### Task details
Scan the entries below for the word "dave". Copy out every line in which it occurs.

### The data
#[cfg(test)]
mod tests {
    use super::*;
    use crate::test_support::{bearer, TestApp};
    use axum::http::StatusCode;
    use serde_json::{json, Value};

    fn registration(username: &str, email: &str) -> Value {
        json!({
            "username": username,
            "email": email,
            "password": "SecurePass123",
            "firstName": "John",
            "lastName": "Doe",
        })
    }

    #[tokio::test]
    async fn register_issues_token_for_new_user() {
        let app = TestApp::new().await;
        let server = app.server();

        let res = server
            .post("/api/auth/register")
            .json(&registration("johndoe", "John@Example.com"))
            .await;
        assert_eq!(res.status_code(), StatusCode::CREATED);
        let body: Value = res.json();
        assert_eq!(body["success"], true);
        assert_eq!(body["data"]["user"]["email"], "john@example.com");
        assert_eq!(body["data"]["user"]["role"], "user");
        assert!(body["data"]["user"].get("passwordHash").is_none());

        let token = body["data"]["token"].as_str().unwrap();
        let claims = JwtKeys::from(&app.state.config.jwt).verify(token).unwrap();
        let id = body["data"]["user"]["id"].as_str().unwrap();
        assert_eq!(claims.sub.to_string(), id);
        assert!(app.state.users.find_by_id(claims.sub).await.unwrap().is_some());
    }

    #[tokio::test]
    async fn duplicate_email_in_any_case_is_rejected() {
        let app = TestApp::new().await;
        let server = app.server();
        server
            .post("/api/auth/register")
            .json(&registration("first", "same@example.com"))
            .await;

        let res = server
            .post("/api/auth/register")
            .json(&registration("second", "SAME@example.COM"))
            .await;
        assert_eq!(res.status_code(), StatusCode::BAD_REQUEST);
        assert_eq!(res.json::<Value>()["message"], "Email already registered");
    }

    #[tokio::test]
    async fn duplicate_username_is_rejected() {
        let app = TestApp::new().await;
        let server = app.server();
        server
            .post("/api/auth/register")
            .json(&registration("taken", "one@example.com"))
            .await;

        let res = server
            .post("/api/auth/register")
            .json(&registration("taken", "two@example.com"))
            .await;
        assert_eq!(res.status_code(), StatusCode::BAD_REQUEST);
        assert_eq!(res.json::<Value>()["message"], "Username already taken");
    }

    #[tokio::test]
    async fn register_reports_each_invalid_field() {
        let app = TestApp::new().await;
        let res = app
            .server()
            .post("/api/auth/register")
            .json(&json!({ "username": "x", "email": "nope", "password": "123" }))
            .await;
        assert_eq!(res.status_code(), StatusCode::BAD_REQUEST);
        let body: Value = res.json();
        let fields: Vec<&str> = body["errors"]
            .as_array()
            .unwrap()
            .iter()
            .map(|e| e["field"].as_str().unwrap())
            .collect();
        assert_eq!(fields, vec!["username", "email", "password", "firstName", "lastName"]);
    }

    #[tokio::test]
    async fn malformed_json_uses_error_envelope() {
        let app = TestApp::new().await;
        let res = app
            .server()
            .post("/api/auth/login")
            .content_type("application/json")
            .bytes("{not json".into())
            .await;
        assert_eq!(res.status_code(), StatusCode::BAD_REQUEST);
        assert_eq!(res.json::<Value>()["success"], false);
    }

    #[tokio::test]
    async fn login_by_username_or_email() {
        let app = TestApp::new().await;
        app.seed_user_with_password("alice", "SecurePass123", Role::User).await;
        let server = app.server();

        for identifier in ["alice", "ALICE@example.com"] {
            let res = server
                .post("/api/auth/login")
                .json(&json!({ "identifier": identifier, "password": "SecurePass123" }))
                .await;
            assert_eq!(res.status_code(), StatusCode::OK, "identifier {identifier}");
            assert!(res.json::<Value>()["data"]["token"].is_string());
        }
    }

    #[tokio::test]
    async fn wrong_password_and_unknown_user_look_identical() {
        let app = TestApp::new().await;
        app.seed_user_with_password("bob", "SecurePass123", Role::User).await;
        let server = app.server();

        let wrong = server
            .post("/api/auth/login")
            .json(&json!({ "identifier": "bob", "password": "WrongPass123" }))
            .await;
        let unknown = server
            .post("/api/auth/login")
            .json(&json!({ "identifier": "nobody", "password": "WrongPass123" }))
            .await;

        assert_eq!(wrong.status_code(), StatusCode::UNAUTHORIZED);
        assert_eq!(unknown.status_code(), StatusCode::UNAUTHORIZED);
        assert_eq!(wrong.text(), unknown.text());
    }

    #[tokio::test]
    async fn unknown_identifier_pays_hashing_cost() {
        let app = TestApp::new().await;
        app.seed_user_with_password("bob", "SecurePass123", Role::User).await;
        let server = app.server();
        let attempt = |identifier: &'static str| {
            server
                .post("/api/auth/login")
                .json(&json!({ "identifier": identifier, "password": "WrongPass123" }))
        };

        // Warm up both paths before timing.
        attempt("nobody").await;
        attempt("bob").await;

        let started = std::time::Instant::now();
        attempt("bob").await;
        let wrong = started.elapsed();

        let started = std::time::Instant::now();
        attempt("nobody").await;
        let unknown = started.elapsed();

        assert!(
            unknown * 4 >= wrong,
            "unknown {unknown:?} returned far faster than wrong password {wrong:?}"
        );
    }

    #[tokio::test]
    async fn inactive_account_cannot_log_in() {
        let app = TestApp::new().await;
        let user = app.seed_user_with_password("carol", "SecurePass123", Role::User).await;
        app.state.users.set_status(user.id, false).await.unwrap();

        let res = app
            .server()
            .post("/api/auth/login")
            .json(&json!({ "identifier": "carol", "password": "SecurePass123" }))
            .await;
        assert_eq!(res.status_code(), StatusCode::UNAUTHORIZED);
        assert_eq!(res.json::<Value>()["message"], "Account is deactivated");
    }

    #[tokio::test]
    async fn me_requires_a_token() {
        let app = TestApp::new().await;
        let server = app.server();
        let res = server.get("/api/auth/me").await;
        assert_eq!(res.status_code(), StatusCode::UNAUTHORIZED);

        let (k, v) = bearer("garbage");
        let res = server.get("/api/auth/me").add_header(k, v).await;
        assert_eq!(res.status_code(), StatusCode::UNAUTHORIZED);
    }

    #[tokio::test]
    async fn me_returns_own_record() {
        let app = TestApp::new().await;
        let user = app.seed_user("dave", Role::User).await;
        let (k, v) = app.bearer_for(&user);
        let res = app.server().get("/api/auth/me").add_header(k, v).await;
        assert_eq!(res.status_code(), StatusCode::OK);
        assert_eq!(res.json::<Value>()["data"]["user"]["username"], "dave");
    }

    #[tokio::test]
    async fn update_profile_applies_whitelisted_fields() {
        let app = TestApp::new().await;
        let user = app.seed_user("erin", Role::User).await;
        let (k, v) = app.bearer_for(&user);
        let res = app
            .server()
            .put("/api/auth/update-profile")
            .add_header(k, v)
            .json(&json!({ "firstName": " Erin ", "email": "Erin.New@Example.com" }))
            .await;
        assert_eq!(res.status_code(), StatusCode::OK);
        let body: Value = res.json();
        assert_eq!(body["data"]["user"]["firstName"], "Erin");
        assert_eq!(body["data"]["user"]["email"], "erin.new@example.com");
    }

    #[tokio::test]
    async fn update_profile_rejects_role_and_status() {
        let app = TestApp::new().await;
        let user = app.seed_user("frank", Role::User).await;
        let (k, v) = app.bearer_for(&user);
        let res = app
            .server()
            .put("/api/auth/update-profile")
            .add_header(k, v)
            .json(&json!({ "role": "admin", "isActive": true }))
            .await;
        assert_eq!(res.status_code(), StatusCode::BAD_REQUEST);

        let stored = app.state.users.find_by_id(user.id).await.unwrap().unwrap();
        assert_eq!(stored.role, Role::User);
    }

    #[tokio::test]
    async fn update_profile_rejects_taken_email() {
        let app = TestApp::new().await;
        app.seed_user("grace", Role::User).await;
        let user = app.seed_user("heidi", Role::User).await;
        let (k, v) = app.bearer_for(&user);
        let res = app
            .server()
            .put("/api/auth/update-profile")
            .add_header(k, v)
            .json(&json!({ "email": "GRACE@example.com" }))
            .await;
        assert_eq!(res.status_code(), StatusCode::BAD_REQUEST);
        assert_eq!(res.json::<Value>()["message"], "Email already registered");
    }

    #[tokio::test]
    async fn change_password_checks_current_and_keeps_old_tokens() {
        let app = TestApp::new().await;
        let user = app.seed_user_with_password("ivan", "OldPassword1", Role::User).await;
        let (k, v) = app.bearer_for(&user);
        let server = app.server();

        let res = server
            .put("/api/auth/change-password")
            .add_header(k.clone(), v.clone())
            .json(&json!({ "currentPassword": "NotMine123", "newPassword": "NewPassword1" }))
            .await;
        assert_eq!(res.status_code(), StatusCode::UNAUTHORIZED);

        let res = server
            .put("/api/auth/change-password")
            .add_header(k.clone(), v.clone())
            .json(&json!({ "currentPassword": "OldPassword1", "newPassword": "NewPassword1" }))
            .await;
        assert_eq!(res.status_code(), StatusCode::OK);

        let res = server
            .post("/api/auth/login")
            .json(&json!({ "identifier": "ivan", "password": "NewPassword1" }))
            .await;
        assert_eq!(res.status_code(), StatusCode::OK);

        // Stateless tokens: the pre-change token still works.
        let res = server.get("/api/auth/me").add_header(k, v).await;
        assert_eq!(res.status_code(), StatusCode::OK);
    }
}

### Answer space
        let user = app.seed_user("dave", Role::User).await;
        assert_eq!(res.json::<Value>()["data"]["user"]["username"], "dave");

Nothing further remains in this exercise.